(442g) Predicting Interactions of A? and the NMDA Receptor Using Molecular Docking and Simulations | AIChE

(442g) Predicting Interactions of A? and the NMDA Receptor Using Molecular Docking and Simulations


Wesselborg, C. - Presenter, Rensselaer Polytechnic Institute
Vangaveti, S., University at Albany
Despite decades of research, the fundamental molecular mechanism of Alzheimer’s disease (AD) is unknown. Aβ, a 40-42 amino acid long peptide, has been proposed as a central molecule in pathogenesis. Two mutations of the second residue in the N-terminus of Aβ have opposite effects in developing the disease. A2T is a neuroprotective variant and A2V is a causative mutation. Another protein of interest, when studying Alzheimer’s pathology, is the NMDA receptor (NMDAR), a post-synaptic receptor family critical to neuroplasticity and consequently learning and memory. The NMDAR protein is composed of four subunits and is activated by the coincidence of glutamate and glycine together with a membrane depolarization. Several treatments for AD focus on regulating the activity of NMDAR through inhibition, e.g., memantine. While there is evidence that suggests a link between Alzheimer’s via direct or indirect interactions between the NMDA receptor with Aβ, the structural details and binding modes remains largely unknown. The goal of this study is to use in silico methods (molecular docking and simulations), to provide insight into NMDA - Aβ interactions and guide experiments that can elucidate their role in Alzheimer’s pathogenesis.
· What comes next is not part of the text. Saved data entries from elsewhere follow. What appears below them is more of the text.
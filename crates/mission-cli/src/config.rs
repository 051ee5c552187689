//! CLI configuration from environment.

use mission_core::{Geodesy, ManeuverDefaults, SphericalGeodesic, SurveyParams, Wgs84Geodesic};
use std::env;

/// Earth model used for distances and projections.
#[derive(Debug, Clone, Copy, PartialEq, Eq, Default)]
pub enum GeodesyModel {
    #[default]
    Wgs84,
    Sphere,
}

impl GeodesyModel {
    fn parse(value: &str) -> Option<Self> {
        match value.trim().to_ascii_lowercase().as_str() {
            "wgs84" => Some(GeodesyModel::Wgs84),
            "sphere" | "spherical" => Some(GeodesyModel::Sphere),
            _ => None,
        }
    }

    pub fn geodesy(&self) -> &'static dyn Geodesy {
        match self {
            GeodesyModel::Wgs84 => &Wgs84Geodesic,
            GeodesyModel::Sphere => &SphericalGeodesic,
        }
    }
}

#[derive(Debug, Clone)]
pub struct Config {
    pub defaults: ManeuverDefaults,
    pub geodesy: GeodesyModel,
}

impl Config {
    pub fn from_env() -> Self {
        Self::from_lookup(|key| env::var(key).ok())
    }

    /// Build from any key lookup; missing or unparsable values keep the default.
    pub fn from_lookup(lookup: impl Fn(&str) -> Option<String>) -> Self {
        let number = |key: &str| lookup(key).and_then(|s| s.trim().parse::<f64>().ok());
        let mut defaults = ManeuverDefaults::default();

        if let Some(speed) = number("MISSION_SPEED") {
            defaults.speed = speed;
        }
        if let Some(z) = number("MISSION_Z") {
            defaults.z = z;
        }
        if let Some(altitude_mode) = lookup("MISSION_ALTITUDE_MODE").and_then(|s| parse_bool(&s)) {
            defaults.altitude_mode = altitude_mode;
        }
        if let Some(xy) = number("MISSION_TOLERANCE_XY") {
            defaults.tolerance.x = xy;
            defaults.tolerance.y = xy;
        }
        if let Some(z) = number("MISSION_TOLERANCE_Z") {
            defaults.tolerance.z = z;
        }

        Self {
            defaults,
            geodesy: lookup("MISSION_GEODESY")
                .and_then(|s| GeodesyModel::parse(&s))
                .unwrap_or_default(),
        }
    }

    pub fn survey_params(&self) -> SurveyParams {
        SurveyParams::from(&self.defaults)
    }
}

fn parse_bool(value: &str) -> Option<bool> {
    match value.trim().to_ascii_lowercase().as_str() {
        "1" | "true" | "yes" => Some(true),
        "0" | "false" | "no" => Some(false),
        _ => None,
    }
}
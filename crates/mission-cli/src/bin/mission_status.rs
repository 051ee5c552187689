//! CLI tool to decode a vehicle status word.

use anyhow::{anyhow, Context};
use clap::Parser;
use mission_cli::init_tracing;
use mission_core::{decode_error_code, decode_status, StatusReport};

/// Decode a mission status word (decimal, or hex with 0x)
#[derive(Parser, Debug)]
#[command(author, version, about)]
struct Args {
    word: String,

    /// Treat the word as the 16-bit error code of older vehicles
    #[arg(long)]
    legacy: bool,

    /// Print flags and report as JSON
    #[arg(long)]
    json: bool,
}

fn parse_word(text: &str) -> anyhow::Result<u32> {
    let text = text.trim();
    let parsed = match text.strip_prefix("0x").or_else(|| text.strip_prefix("0X")) {
        Some(hex) => u32::from_str_radix(hex, 16),
        None => text.parse(),
    };
    parsed.with_context(|| format!("invalid status word '{}'", text))
}

fn print_report(report: &StatusReport) {
    println!("[{}] {}", report.severity, report.message);
}

fn main() -> anyhow::Result<()> {
    init_tracing()?;
    let args = Args::parse();
    let word = parse_word(&args.word)?;

    if args.legacy {
        let code = u16::try_from(word)
            .map_err(|_| anyhow!("legacy error codes are 16 bits, got {}", word))?;
        let flags = decode_error_code(code);
        let report = flags.report();
        if args.json {
            let value = serde_json::json!({ "flags": flags, "report": report });
            println!("{}", serde_json::to_string_pretty(&value)?);
        } else {
            println!("{:#?}", flags);
            print_report(&report);
        }
        return Ok(());
    }

    let flags = decode_status(word);
    if word != flags.encode() {
        tracing::warn!("Ignoring unknown bits in status word {:#x}", word);
    }
    let report = flags.report();
    if args.json {
        let value = serde_json::json!({ "flags": flags, "report": report });
        println!("{}", serde_json::to_string_pretty(&value)?);
    } else {
        println!("{:#?}", flags);
        print_report(&report);
    }
    Ok(())
}
//! Mission CLI - Command line tools over the mission engine.
//!
//! Binaries:
//! - survey: generate a survey mission document
//! - mission_info: summarize a mission file
//! - mission_status: decode a vehicle status word

pub mod config;
pub mod summary;

use mission_core::LatLon;
use tracing_subscriber::{layer::SubscriberExt, util::SubscriberInitExt};

/// Log to stderr, filtered by `RUST_LOG` with the mission crates at `info`.
pub fn init_tracing() -> anyhow::Result<()> {
    tracing_subscriber::registry()
        .with(tracing_subscriber::fmt::layer().with_writer(std::io::stderr))
        .with(
            tracing_subscriber::EnvFilter::from_default_env()
                .add_directive("mission_core=info".parse()?)
                .add_directive("mission_cli=info".parse()?),
        )
        .init();
    Ok(())
}

/// Parse a `lat,lon` pair in decimal degrees.
pub fn parse_lat_lon(text: &str) -> Result<LatLon, String> {
    let (lat, lon) = text
        .split_once(',')
        .ok_or_else(|| format!("expected 'lat,lon', got '{text}'"))?;
    let lat: f64 = lat
        .trim()
        .parse()
        .map_err(|_| format!("invalid latitude '{}'", lat.trim()))?;
    let lon: f64 = lon
        .trim()
        .parse()
        .map_err(|_| format!("invalid longitude '{}'", lon.trim()))?;
    if !(-90.0..=90.0).contains(&lat) || !(-180.0..=180.0).contains(&lon) {
        return Err(format!("coordinates out of range: {lat}, {lon}"));
    }
    Ok(LatLon::new(lat, lon))
}

#[cfg(test)]
mod tests {
    use super::*;

    #[test]
    fn parses_lat_lon_pairs() {
        assert_eq!(
            parse_lat_lon("41.7772, 3.0331").unwrap(),
            LatLon::new(41.7772, 3.0331)
        );
        assert!(parse_lat_lon("41.7772").is_err());
        assert!(parse_lat_lon("north,3.0").is_err());
        assert!(parse_lat_lon("91.0,3.0").is_err());
    }
}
Our methodology includes an ab-initio rigid body docking step, to generate unbiased interaction models of the NMDAR- Aβ complex and discover preferred Aβ binding regions on NMDAR. This is then followed by a flexible docking step to predict a more representative structure of the Aβ peptide:NMDAR complex, and a molecular dynamics simulation step to study the strength and stability of the complexes in an environment that closely represents in vivo conditions. We find that a single amino acid substitution with known changes to developing AD results in distinct interaction profiles in our rigid body docking experiments. We also find overlaps between active molecule binding locations and predicted docking models with all Aβ isoforms.